» **Problem statement**
Please report how many lines in these records contain the string "written", and give nothing besides the number.

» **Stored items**

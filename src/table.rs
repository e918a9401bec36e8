use chrono::NaiveDate;

use crate::error::{AppError, Result};
use crate::normalize::{cell_text, coerce_amount, resolve_date};
use crate::settings::Settings;
use crate::sheet::RawTable;

/// One statement row after normalization. `is_transaction` is advisory:
/// noise rows stay in the table, consumers decide whether to skip them.
#[derive(Debug, Clone)]
pub struct StatementRow {
    pub merchant: String,
    pub amount: f64,
    pub date: Option<NaiveDate>,
    pub is_transaction: bool,
}

/// The normalized statement. Row order equals source order; the table is
/// rebuilt wholesale on every load, never patched.
#[derive(Debug, Clone)]
pub struct TransactionTable {
    pub rows: Vec<StatementRow>,
}

impl TransactionTable {
    /// Rows the row classifier accepted as real transactions.
    pub fn transactions(&self) -> impl Iterator<Item = &StatementRow> {
        self.rows.iter().filter(|r| r.is_transaction)
    }
}

pub fn build_table(raw: &RawTable, settings: &Settings) -> Result<TransactionTable> {
    let mut missing = Vec::new();
    let merchant_idx = raw.column_index(&settings.merchant_column);
    let amount_idx = raw.column_index(&settings.amount_column);
    if merchant_idx.is_none() {
        missing.push(settings.merchant_column.as_str());
    }
    if amount_idx.is_none() {
        missing.push(settings.amount_column.as_str());
    }
    if !missing.is_empty() {
        return Err(AppError::MissingColumn(missing.join(", ")));
    }
    let (merchant_idx, amount_idx) = (merchant_idx.unwrap_or(0), amount_idx.unwrap_or(0));

    let rows = raw
        .rows
        .iter()
        .map(|cells| {
            let merchant = cells.get(merchant_idx).map(cell_text).unwrap_or_default();
            let amount = cells
                .get(amount_idx)
                .map(coerce_amount)
                .unwrap_or_default();
            let date = resolve_date(&raw.columns, cells, &settings.date_markers);
            let is_transaction = !merchant.is_empty()
                && amount != 0.0
                && !settings.skip_merchants.iter().any(|s| s == &merchant);
            StatementRow {
                merchant,
                amount,
                date,
                is_transaction,
            }
        })
        .collect();

    Ok(TransactionTable { rows })
}

#[cfg(test)]
mod tests {
    use super::*;
    use crate::sheet::CellValue;

    fn raw(columns: &[&str], rows: Vec<Vec<CellValue>>) -> RawTable {
        RawTable {
            columns: columns.iter().map(|c| c.to_string()).collect(),
            rows,
        }
    }

    fn text(s: &str) -> CellValue {
        CellValue::Text(s.to_string())
    }

    #[test]
    fn test_build_table_normalizes_and_resolves() {
        let settings = Settings::default();
        let raw = raw(
            &["이용일자", "이용하신 가맹점", "이용금액"],
            vec![
                vec![text("24.01.05"), text("스타\u{200b}벅스"), CellValue::Number(4500.0)],
                vec![CellValue::Number(44000.0), text("노래방"), text("15,000")],
            ],
        );
        let table = build_table(&raw, &settings).unwrap();
        assert_eq!(table.rows.len(), 2);
        assert_eq!(table.rows[0].merchant, "스타벅스");
        assert_eq!(table.rows[0].amount, 4500.0);
        assert_eq!(table.rows[0].date, NaiveDate::from_ymd_opt(2024, 1, 5));
        assert_eq!(table.rows[1].amount, 15000.0);
        assert_eq!(table.rows[1].date, NaiveDate::from_ymd_opt(2020, 6, 18));
        assert!(table.rows.iter().all(|r| r.is_transaction));
    }

    #[test]
    fn test_missing_columns_reported_together() {
        let settings = Settings::default();
        let raw = raw(&["일자", "비고"], vec![]);
        let err = build_table(&raw, &settings).unwrap_err();
        match err {
            AppError::MissingColumn(cols) => {
                assert!(cols.contains("이용하신 가맹점"));
                assert!(cols.contains("이용금액"));
            }
            other => panic!("unexpected error: {other}"),
        }
    }

    #[test]
    fn test_row_classifier_marks_noise() {
        let settings = Settings::default();
        let raw = raw(
            &["이용하신 가맹점", "이용금액"],
            vec![
                vec![text("카페베네"), CellValue::Number(6000.0)],
                // blank merchant
                vec![CellValue::Missing, CellValue::Number(1000.0)],
                // zero amount
                vec![text("포인트 적립"), CellValue::Number(0.0)],
                // sentinel: leaked header text
                vec![text("이용하신 가맹점"), CellValue::Number(100.0)],
                // sentinel: fee-waiver line
                vec![text("연회비 할인"), CellValue::Number(-10000.0)],
            ],
        );
        let table = build_table(&raw, &settings).unwrap();
        let flags: Vec<bool> = table.rows.iter().map(|r| r.is_transaction).collect();
        assert_eq!(flags, vec![true, false, false, false, false]);
        // Advisory only: nothing was dropped.
        assert_eq!(table.rows.len(), 5);
    }

    #[test]
    fn test_rows_keep_source_order() {
        let settings = Settings::default();
        let raw = raw(
            &["이용하신 가맹점", "이용금액"],
            vec![
                vec![text("나중"), CellValue::Number(1.0)],
                vec![text("먼저"), CellValue::Number(2.0)],
            ],
        );
        let table = build_table(&raw, &settings).unwrap();
        assert_eq!(table.rows[0].merchant, "나중");
        assert_eq!(table.rows[1].merchant, "먼저");
    }
}
use std::path::PathBuf;

use chrono::Local;
use colored::Colorize;
use comfy_table::{Cell, CellAlignment, Table};

use crate::cli::{load_statement, resolve_statement};
use crate::error::{AppError, Result};
use crate::export;
use crate::filter::{clean_keywords, filter_table};
use crate::fmt::won;
use crate::settings::load_settings;

pub fn run(keywords: &[String], file: Option<&str>, pick: bool, export_csv: bool) -> Result<()> {
    // Keywords given but all blank is a usage error; none at all means the
    // whole statement. Validate before touching the file.
    let cleaned = clean_keywords(keywords);
    if !keywords.is_empty() && cleaned.is_empty() {
        tracing::warn!("keyword input was blank");
        return Err(AppError::NoKeyword);
    }

    let settings = load_settings();
    let path = resolve_statement(file, pick)?;
    let table = load_statement(&path, &settings)?;

    let result = filter_table(&table, &cleaned);
    let label = export::filter_label(&result.keywords);

    if result.matched() == 0 {
        tracing::warn!("no merchants matched '{label}' in {}", path.display());
        println!(
            "{}",
            format!("'{label}' 키워드와 일치하는 가맹점이 없습니다.").yellow()
        );
        return Ok(());
    }

    let mut out = Table::new();
    out.set_header(vec!["일자", "가맹점", "금액"]);
    for row in &result.rows {
        let date = row
            .date
            .map(|d| d.format("%Y-%m-%d").to_string())
            .unwrap_or_default();
        out.add_row(vec![
            Cell::new(date),
            Cell::new(&row.merchant),
            Cell::new(won(row.amount)).set_alignment(CellAlignment::Right),
        ]);
    }
    println!("{out}");
    println!(
        "'{}' 매칭 {}건, {}",
        label.cyan(),
        result.matched(),
        format!("합산 결과: {}", won(result.total)).bold()
    );
    tracing::info!(
        "keyword '{label}': {} rows matched, total {}",
        result.matched(),
        result.total
    );

    if export_csv {
        let dir = PathBuf::from(&settings.export_dir);
        let written = export::export_rows(&dir, &cleaned, &result.rows, Local::now())?;
        tracing::info!("exported {}", written.display());
        println!("내보내기 완료: {}", written.display());
    }

    Ok(())
}
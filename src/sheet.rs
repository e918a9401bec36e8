use std::io::BufReader;
use std::path::Path;

use calamine::{open_workbook_auto, Data, Reader};

use crate::error::{AppError, Result};

/// A spreadsheet cell after ingestion. Cells arrive untyped from the file
/// format; everything downstream works off this tagged variant instead of
/// re-guessing types.
#[derive(Debug, Clone, PartialEq)]
pub enum CellValue {
    Text(String),
    Number(f64),
    Missing,
}

/// The ingested statement before normalization: ordered column names plus
/// rows of cells in source order. Column names come from the sheet's second
/// row; the first row of these exports is decorative.
#[derive(Debug, Clone)]
pub struct RawTable {
    pub columns: Vec<String>,
    pub rows: Vec<Vec<CellValue>>,
}

impl RawTable {
    pub fn column_index(&self, name: &str) -> Option<usize> {
        self.columns.iter().position(|c| c == name)
    }
}

pub fn load_table(path: &Path) -> Result<RawTable> {
    let ext = path
        .extension()
        .and_then(|e| e.to_str())
        .map(|e| e.to_ascii_lowercase())
        .unwrap_or_default();
    match ext.as_str() {
        "xlsx" | "xls" | "xlsm" | "xlsb" | "ods" => read_workbook(path),
        "csv" => read_csv(path),
        other => Err(AppError::Load(format!(
            "unsupported statement format '.{other}' ({})",
            path.display()
        ))),
    }
}

/// Column names must be unique; the card exports occasionally repeat a
/// header, so later duplicates get a positional suffix.
fn dedupe_columns(names: Vec<String>) -> Vec<String> {
    let mut seen: Vec<String> = Vec::with_capacity(names.len());
    for (idx, name) in names.into_iter().enumerate() {
        let base = if name.is_empty() {
            format!("col{}", idx + 1)
        } else {
            name
        };
        let mut candidate = base.clone();
        let mut n = 2;
        while seen.contains(&candidate) {
            candidate = format!("{base}_{n}");
            n += 1;
        }
        seen.push(candidate);
    }
    seen
}

fn header_name(cell: &Data) -> String {
    match cell {
        Data::String(s) => s.trim().to_string(),
        Data::Empty => String::new(),
        other => other.to_string().trim().to_string(),
    }
}

fn convert_cell(cell: &Data) -> CellValue {
    match cell {
        Data::Empty => CellValue::Missing,
        Data::String(s) => {
            if s.trim().is_empty() {
                CellValue::Missing
            } else {
                CellValue::Text(s.clone())
            }
        }
        Data::Float(f) => CellValue::Number(*f),
        Data::Int(i) => CellValue::Number(*i as f64),
        Data::DateTime(dt) => CellValue::Number(dt.as_f64()),
        Data::Bool(b) => CellValue::Text(b.to_string()),
        Data::DateTimeIso(s) | Data::DurationIso(s) => CellValue::Text(s.clone()),
        Data::Error(_) => CellValue::Missing,
    }
}

fn read_workbook(path: &Path) -> Result<RawTable> {
    let mut workbook = open_workbook_auto(path)
        .map_err(|e| AppError::Load(format!("{}: {e}", path.display())))?;
    let sheet = workbook
        .sheet_names()
        .first()
        .cloned()
        .ok_or_else(|| AppError::Load(format!("no sheets in {}", path.display())))?;
    let range = workbook
        .worksheet_range(&sheet)
        .map_err(|e| AppError::Load(format!("{}: {e}", path.display())))?;

    // The header row is the second sheet row. calamine trims leading blank
    // rows from the used range, so only skip one row when the decorative
    // first row actually made it into the range.
    let start_row = range.start().map(|(r, _)| r).unwrap_or(0);
    let mut rows = range.rows();
    if start_row == 0 {
        rows.next();
    }
    let header = rows
        .next()
        .ok_or_else(|| AppError::Load(format!("sheet '{sheet}' has no header row")))?;
    let columns = dedupe_columns(header.iter().map(header_name).collect());

    let width = columns.len();
    let data = rows
        .map(|row| {
            (0..width)
                .map(|i| row.get(i).map(convert_cell).unwrap_or(CellValue::Missing))
                .collect()
        })
        .collect();

    Ok(RawTable {
        columns,
        rows: data,
    })
}

fn csv_cell(field: &str) -> CellValue {
    let trimmed = field.trim();
    if trimmed.is_empty() {
        return CellValue::Missing;
    }
    match trimmed.parse::<f64>() {
        Ok(n) => CellValue::Number(n),
        Err(_) => CellValue::Text(field.to_string()),
    }
}

fn read_csv(path: &Path) -> Result<RawTable> {
    let file = std::fs::File::open(path)
        .map_err(|e| AppError::Load(format!("{}: {e}", path.display())))?;
    let mut rdr = csv::ReaderBuilder::new()
        .has_headers(false)
        .flexible(true)
        .from_reader(BufReader::new(file));

    let mut records = rdr.records();
    // First row is decorative, same two-header-row layout as the workbooks.
    records.next();
    let header = match records.next() {
        Some(Ok(record)) => record,
        Some(Err(e)) => return Err(AppError::Load(format!("{}: {e}", path.display()))),
        None => {
            return Err(AppError::Load(format!(
                "{}: no header row",
                path.display()
            )))
        }
    };
    let columns = dedupe_columns(header.iter().map(|f| f.trim().to_string()).collect());

    let width = columns.len();
    let mut rows = Vec::new();
    for result in records {
        let Ok(record) = result else { continue };
        let row: Vec<CellValue> = (0..width)
            .map(|i| record.get(i).map(csv_cell).unwrap_or(CellValue::Missing))
            .collect();
        rows.push(row);
    }

    Ok(RawTable { columns, rows })
}
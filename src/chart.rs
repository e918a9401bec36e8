use crate::aggregate::GroupTotal;
use crate::fmt::won;

const BAR_WIDTH: usize = 36;

/// Render aggregated (label, amount) pairs as a terminal bar chart. Bars
/// scale to the largest absolute total; non-empty groups always get at
/// least one tick.
pub fn render(groups: &[GroupTotal]) -> String {
    let max = groups.iter().map(|g| g.total.abs()).fold(0.0_f64, f64::max);
    if max == 0.0 {
        return String::new();
    }
    let label_width = groups.iter().map(|g| g.key.chars().count()).max().unwrap_or(0);

    let mut out = String::new();
    for group in groups {
        let scaled = (group.total.abs() / max * BAR_WIDTH as f64).round() as usize;
        let ticks = scaled.max(1);
        let pad = label_width.saturating_sub(group.key.chars().count());
        out.push_str(&format!(
            "{}{}  {} {}\n",
            group.key,
            " ".repeat(pad),
            "█".repeat(ticks),
            won(group.total)
        ));
    }
    out
}
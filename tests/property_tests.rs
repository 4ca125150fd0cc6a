//! Property-based tests using proptest
//!
//! These tests validate protocol invariants across randomly generated messages and
//! datagrams: fragmentation never loses data, decoders never panic on garbage.

#![allow(clippy::expect_used, clippy::unwrap_used)]

use std::sync::Arc;

use proptest::prelude::*;
use source_query_protocol::core::codec::Encodable;
use source_query_protocol::core::message::{Rule, S2aRules};
use source_query_protocol::core::packet::Packet;
use source_query_protocol::core::registry::MessageRegistry;
use source_query_protocol::{Frame, Message};

fn rules_strategy() -> impl Strategy<Value = Message> {
    prop::collection::vec(("[a-zA-Z0-9_]{1,24}", "[ -~]{0,48}"), 0..120).prop_map(|pairs| {
        Message::S2aRules(S2aRules {
            rules: pairs.into_iter().map(|(n, v)| Rule::new(n, v)).collect(),
        })
    })
}

// Property: fragmenting then reassembling in any order yields the same message
proptest! {
    #[test]
    fn prop_fragmentation_preserves_message(
        message in rules_strategy(),
        max_size in 16usize..1400,
        seed in any::<u64>(),
    ) {
        let frame = Frame::from_message(message.clone(), max_size);
        prop_assume!(frame.is_ok());
        let frame = frame.unwrap();

        let mut packets: Vec<Packet> = frame.packets().cloned().collect();
        prop_assert!(packets.iter().all(|p| p.payload().len() <= max_size));

        // Deterministic shuffle driven by the seed
        let len = packets.len();
        for i in (1..len).rev() {
            let j = (seed.wrapping_mul(i as u64 + 7) % (i as u64 + 1)) as usize;
            packets.swap(i, j);
        }

        let registry = Arc::new(MessageRegistry::new());
        let mut iter = packets.into_iter();
        let mut rebuilt = Frame::from_packet(iter.next().unwrap(), registry).unwrap();
        for packet in iter {
            rebuilt.add_packet(packet).unwrap();
        }

        prop_assert!(rebuilt.is_completed());
        prop_assert_eq!(rebuilt.message(), Some(&message));
    }
}

// Property: every datagram on the wire decodes back to the packet that produced it
proptest! {
    #[test]
    fn prop_datagrams_decode_to_packets(message in rules_strategy(), max_size in 32usize..600) {
        if let Ok(frame) = Frame::from_message(message, max_size) {
            for packet in frame.packets() {
                let bytes = packet.to_bytes().unwrap();
                prop_assert_eq!(bytes.len(), packet.wire_len());
                prop_assert_eq!(&Packet::decode(&bytes).unwrap(), packet);
            }
        }
    }
}

// Property: arbitrary bytes never panic the packet or message decoders
proptest! {
    #[test]
    fn prop_decoders_never_panic(data in prop::collection::vec(any::<u8>(), 0..2048)) {
        let _ = Packet::decode(&data);
        let registry = MessageRegistry::with_player_ex();
        let _ = registry.decode(&data);
        let _ = Message::decode_builtin(&data);
    }
}

// Property: a set challenge always survives an encode / decode cycle
proptest! {
    #[test]
    fn prop_challenge_survives_wire(challenge in any::<i32>()) {
        for mut command in [
            Message::info_request(),
            Message::rules_request(),
            Message::player_request(),
            Message::player_ex_request(),
        ] {
            command.set_challenge(Some(challenge));
            let bytes = command.to_bytes().unwrap();
            let decoded = MessageRegistry::with_player_ex().decode(&bytes).unwrap();
            prop_assert_eq!(decoded.challenge(), Some(challenge));
        }
    }
}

» **Output for this exercise**
3